Here in Mzansi, as winter sets in, and air-conditioners are swapped out for heaters, snow news is usually good news – especially if you’re a skier or snowboarder, and are planning a holiday to Tiffindell in the Southern Drakensberg, or AfriSki across the Lesotho border. In fact, because it is relatively rare, local snowfall is generally cause for much excitement in most South African homes, where many of us may only get to experience real snow, up close and personal on home soil, once or twice in our lifetime.
Driving in snow or ice zones, however, is not so much fun. Before you set off, it’s important to think about how the conditions will affect the roads and the way your car behaves. Here are 10 tips for preparing your car for winter, and being a safe and vigilant driver.
- Keep your windscreen clean and demisted. When driving in wintery conditions, visibility is key, so you need to make sure your windscreen, windows, and mirrors are all free from grit and dust. Your wipers need to be in good working order to clean your windscreen effectively. And it’s important to make sure you’ve topped up your windscreen washer reservoir with a good winter additive to stop it from freezing.

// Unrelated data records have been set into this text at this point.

//! Policy document model for bucket lifecycle configurations
//!
//! This crate provides the pure data layer of the lifecycle manager:
//!
//! - **PolicyDocument**: a lifecycle configuration as an opaque JSON object
//! - **Validation**: structural well-formedness checks for local documents
//! - **Merging**: local-precedence, ID-keyed union of two documents' rules
//! - **Comparison**: canonical-JSON equality, insensitive to key order
//!
//! Nothing in this crate performs I/O. The storage boundary lives in
//! `lifecycle-store` and the workflow that ties everything together lives in
//! `lifecycle-core`.

pub mod compare;
pub mod document;
pub mod error;
pub mod merge;
pub mod validate;

pub use compare::{canonical_json, documents_equal};
pub use document::{PolicyDocument, rule_id};
pub use error::{Error, Result};
pub use merge::merge;
pub use validate::validate;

- Clean your bonnet, roof, and exhaust pipe. Make sure your bonnet and roof are clear from snow, for your own safety and for the safety of other road users. It can be dangerous if snow blows off your roof when you’re driving along. Double-check that your exhaust is clear of snow or debris before hitting the road. A blocked pipe may cause carbon monoxide to leak into your car while the engine is running.
- Check your tyre tread and pressure. Good tyre tread and properly inflated tyres are essential to staying in control on slippery roads. Your tyres should be properly inflated and retain plenty of tread groove depth to help disperse water on the road. If you spend a lot of time driving in wintery conditions or on icy roads, consider investing in snow tyres or snow chains for better traction.
- Take your car to an authorised dealership. In addition to doing your own regular checks, a visit to your local dealership is advisable to make sure your vehicle is in tip-top condition. The dealer can do a professional inspection of your windshield wipers, front and rear defrosters, car battery, lights, and safety system to ensure all are in good working order, and that your oil and anti-freeze are at the correct levels.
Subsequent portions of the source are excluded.